Three banks have collapsed in just three days. Is this the beginning of the end?
Wow. Things are coming off the rails fast.
Last week – in the space of three days – we had three US banks go bust.
That’s Yuuugge.
First there was Silvergate – an almost entirely cypto-focused lender. With deposits of just $6bn at the end of 2022, this is reasonably small-fry.
But then came Sillicon Valley Bank (SVB). With deposits of $212bn, this guy is big. It’s the 16th biggest bank in America. Went it was forced into administration by authorities on Friday, it became the second biggest bank collapse in American history.
And then over the weekend, as contagion spread, Signature Bank in New York was also forced into administration. With deposits worth US$89bn, it’s a long way down the food chain from SVB, but it’s still substantial.
And so, at the time of writing, 3 banks have gone bust in just three days.
No wonder people are freaking out.
The US government has stepped in. Like Australia, America has a deposit guarantee scheme for deposits up to $250,000. So they’re safe. But the US Treasury has just announced that not only are all of those deposits safe, but the entire book is protected as well.
Shareholders and creditors are going to take a bath, but depositors are safe.
That’s a pretty huge call.
But the government didn’t have any choice.
Because if it left SVBs large depositors out to dry, then America would have woken up on Monday to the prospect of a run on every smaller regional bank.

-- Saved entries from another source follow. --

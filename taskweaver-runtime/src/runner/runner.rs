use super::builder::PeriodicRunnerBuilder;
use super::trigger::{self, PeriodicTrigger, TriggerGuard};
use crate::error::{BoxError, RunnerError};
use crate::runnable::CallbackFuture;
use std::fmt;
use std::future::Future;
use std::sync::atomic::{AtomicBool, Ordering};
use std::sync::{Arc, PoisonError};
use std::time::Duration;
use tokio::sync::{Mutex, MutexGuard};
use tokio::task::JoinHandle;
use tokio_util::sync::CancellationToken;
use tracing::{debug, info, warn};

pub(crate) type TickFn = Arc<dyn Fn(CancellationToken) -> CallbackFuture<'static> + Send + Sync>;
pub(crate) type CompletionFn = Arc<dyn Fn() -> CallbackFuture<'static> + Send + Sync>;

/// Observable lifecycle position of a [`PeriodicRunner`].
#[derive(Debug, Clone, Copy, PartialEq, Eq)]
pub enum RunState {
    /// Built, never started.
    Idle,
    /// A tick loop exists. It may already have ended on a failed tick; `stop` reports that.
    Running,
    /// The last loop was stopped. `start` launches a fresh one.
    Stopped,
    /// Terminal.
    Disposed,
}

/// What a stopped tick loop did.
#[derive(Debug, Clone, Copy, PartialEq, Eq)]
pub struct RunSummary {
    /// Ticks that completed during this run.
    pub ticks: u64,
    /// Whether the run's cancellation token had been raised when the loop exited.
    pub cancelled: bool,
}

#[derive(Debug, Clone, Copy, PartialEq, Eq)]
enum StopMode {
    Graceful,
    Forced,
}

#[derive(Default)]
struct Lifecycle {
    stops: u64,
}

struct ActiveLoop {
    trigger: TriggerGuard,
    cancel: CancellationToken,
    handle: JoinHandle<Result<RunSummary, BoxError>>,
}

/// Runs an async callback on a fixed cadence until stopped.
///
/// At most one tick loop exists at a time. `start`, `stop` and `force_stop`
/// serialize on a per-runner async mutex; ticks never overlap because the loop
/// awaits each one before waiting for the next firing.
///
/// ```rust,no_run
/// use std::time::Duration;
/// use taskweaver_runtime::PeriodicRunner;
///
/// # #[tokio::main]
/// # async fn main() -> Result<(), taskweaver_runtime::RunnerError> {
/// let runner = PeriodicRunner::builder()
///     .interval(Duration::from_millis(100))
///     .on_tick(|_cancel| async { Ok(()) })
///     .on_complete(|| async { Ok(()) })
///     .build()?;
///
/// runner.start().await?;
/// tokio::time::sleep(Duration::from_secs(1)).await;
/// let summary = runner.stop().await?;
/// println!("ran {} ticks", summary.ticks);
/// # Ok(())
/// # }
/// ```
pub struct PeriodicRunner {
    name: Arc<str>,
    interval: Duration,
    tick: TickFn,
    on_complete: Option<CompletionFn>,
    // Serializes start/stop. Held across awaits, so `dispose` cannot wait on it.
    lifecycle: Mutex<Lifecycle>,
    // Only touched briefly, never across an await; `dispose` can always take it.
    active: std::sync::Mutex<Option<ActiveLoop>>,
    // Parent of every trigger and cancellation token; raised by `dispose`.
    lifetime: CancellationToken,
    disposed: AtomicBool,
}

impl PeriodicRunner {
    pub fn builder() -> PeriodicRunnerBuilder {
        PeriodicRunnerBuilder::new()
    }

    /// Runner with a tick callback, no completion callback and a one second interval.
    pub fn new<F, Fut>(tick: F) -> Result<Self, RunnerError>
    where
        F: Fn(CancellationToken) -> Fut + Send + Sync + 'static,
        Fut: Future<Output = Result<(), BoxError>> + Send + 'static,
    {
        PeriodicRunnerBuilder::new().on_tick(tick).build()
    }

    pub(crate) fn from_parts(
        name: String,
        interval: Duration,
        tick: TickFn,
        on_complete: Option<CompletionFn>,
    ) -> Self {
        Self {
            name: name.into(),
            interval,
            tick,
            on_complete,
            lifecycle: Mutex::new(Lifecycle::default()),
            active: std::sync::Mutex::new(None),
            lifetime: CancellationToken::new(),
            disposed: AtomicBool::new(false),
        }
    }

    pub fn name(&self) -> &str {
        &self.name
    }

    pub fn interval(&self) -> Duration {
        self.interval
    }

    pub fn is_disposed(&self) -> bool {
        self.disposed.load(Ordering::SeqCst)
    }

    pub async fn state(&self) -> RunState {
        if self.is_disposed() {
            return RunState::Disposed;
        }
        let lifecycle = self.lifecycle.lock().await;
        if self.is_disposed() {
            RunState::Disposed
        } else if self.active().is_some() {
            RunState::Running
        } else if lifecycle.stops > 0 {
            RunState::Stopped
        } else {
            RunState::Idle
        }
    }

    /// Launch the tick loop.
    ///
    /// Returns once the loop is spawned, before any tick runs. Calling it while
    /// a loop exists does nothing.
    pub async fn start(&self) -> Result<(), RunnerError> {
        let _lifecycle = self.lock().await?;

        if self.active().is_some() {
            debug!(runner = %self.name, "start ignored, tick loop already running");
            return Ok(());
        }

        let (trigger, ticker) = trigger::periodic(self.interval, &self.lifetime);
        let cancel = self.lifetime.child_token();
        let handle = tokio::spawn(tick_loop(
            ticker,
            cancel.clone(),
            self.tick.clone(),
            self.name.clone(),
        ));

        *self.active() = Some(ActiveLoop {
            trigger,
            cancel,
            handle,
        });

        info!(
            runner = %self.name,
            interval_ms = self.interval.as_millis() as u64,
            "periodic runner started"
        );
        Ok(())
    }

    /// Stop after the in-flight tick, then run the completion callback.
    pub async fn stop(&self) -> Result<RunSummary, RunnerError> {
        self.shutdown(StopMode::Graceful).await
    }

    /// Raise the cancellation token, then stop as [`stop`](Self::stop) does.
    ///
    /// The in-flight tick is not aborted. It ends early only if it watches the token.
    pub async fn force_stop(&self) -> Result<RunSummary, RunnerError> {
        self.shutdown(StopMode::Forced).await
    }

    async fn shutdown(&self, mode: StopMode) -> Result<RunSummary, RunnerError> {
        let mut lifecycle = self.lock().await?;

        let ActiveLoop {
            trigger,
            cancel,
            handle,
        } = self.active().take().ok_or(RunnerError::NotStarted)?;
        lifecycle.stops += 1;

        if mode == StopMode::Forced {
            cancel.cancel();
        }
        drop(trigger);

        let outcome = handle.await;
        drop(cancel);

        let summary = match outcome {
            Ok(Ok(summary)) => summary,
            Ok(Err(e)) => {
                warn!(runner = %self.name, error = %e, "tick loop ended with an error");
                return Err(RunnerError::Tick(e));
            }
            Err(e) if e.is_panic() => {
                warn!(runner = %self.name, "tick loop panicked");
                return Err(RunnerError::TickPanicked);
            }
            Err(_) => return Err(RunnerError::LoopAborted),
        };

        info!(
            runner = %self.name,
            ticks = summary.ticks,
            forced = mode == StopMode::Forced,
            "periodic runner stopped"
        );

        if let Some(on_complete) = &self.on_complete {
            on_complete().await.map_err(|e| {
                warn!(runner = %self.name, error = %e, "completion callback failed");
                RunnerError::Completion(e)
            })?;
        }

        Ok(summary)
    }

    /// Release everything without waiting.
    ///
    /// Closes the trigger and raises the cancellation token of any running
    /// loop, then detaches it. The completion callback is not run. Idempotent;
    /// every later `start` or `stop` fails with [`RunnerError::Disposed`].
    pub fn dispose(&self) {
        if self.disposed.swap(true, Ordering::SeqCst) {
            return;
        }

        self.lifetime.cancel();
        // A stop in progress has already taken the triple and drops it itself.
        self.active().take();

        debug!(runner = %self.name, "periodic runner disposed");
    }

    fn active(&self) -> std::sync::MutexGuard<'_, Option<ActiveLoop>> {
        self.active.lock().unwrap_or_else(PoisonError::into_inner)
    }

    async fn lock(&self) -> Result<MutexGuard<'_, Lifecycle>, RunnerError> {
        if self.is_disposed() {
            return Err(RunnerError::Disposed);
        }
        let guard = self.lifecycle.lock().await;
        if self.is_disposed() {
            return Err(RunnerError::Disposed);
        }
        Ok(guard)
    }
}

impl fmt::Debug for PeriodicRunner {
    fn fmt(&self, f: &mut fmt::Formatter<'_>) -> fmt::Result {
        f.debug_struct("PeriodicRunner")
            .field("name", &self.name)
            .field("interval", &self.interval)
            .field("disposed", &self.is_disposed())
            .finish_non_exhaustive()
    }
}

impl Drop for PeriodicRunner {
    fn drop(&mut self) {
        self.dispose();
    }
}

async fn tick_loop(
    mut trigger: PeriodicTrigger,
    cancel: CancellationToken,
    tick: TickFn,
    name: Arc<str>,
) -> Result<RunSummary, BoxError> {
    let mut ticks = 0u64;

    while trigger.wait_for_next_tick(&cancel).await {
        tick(cancel.clone()).await?;
        ticks += 1;
        debug!(runner = %name, tick = ticks, "tick completed");
    }

    Ok(RunSummary {
        ticks,
        cancelled: cancel.is_cancelled(),
    })
}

And that, obviously, would have been carnage.
So they had to step in to stop the panic.
We’ll see if it works.
The interesting thing about this, and I’ve been saying this for a while, is that the Fed, and central banks around the world, will hike until they break something.
And last week, rising rates broke all three banks.
That’s because they had substantial assets tied up in Treasuries – fixed rate securities.
They purchased these when rates were at historic lows, but as rates rose, the value of these securities fell.
That’s not necessarily a problem. You can just hold them to maturity, and you just didn’t make as much money on them as you would have liked.
But if you’re forced to sell them, you have to sell them at a loss. And you lose big money.
And that’s what happened to our fateful trio. In the case of Silvergate, a crypto winter was forcing crypto firms to withdraw money, meaning they had to liquidate their treausries to pay them out.
For SVB, it was the Sillicon Valley tech start ups and venture capital firms that were also get smashed by a tech-winter.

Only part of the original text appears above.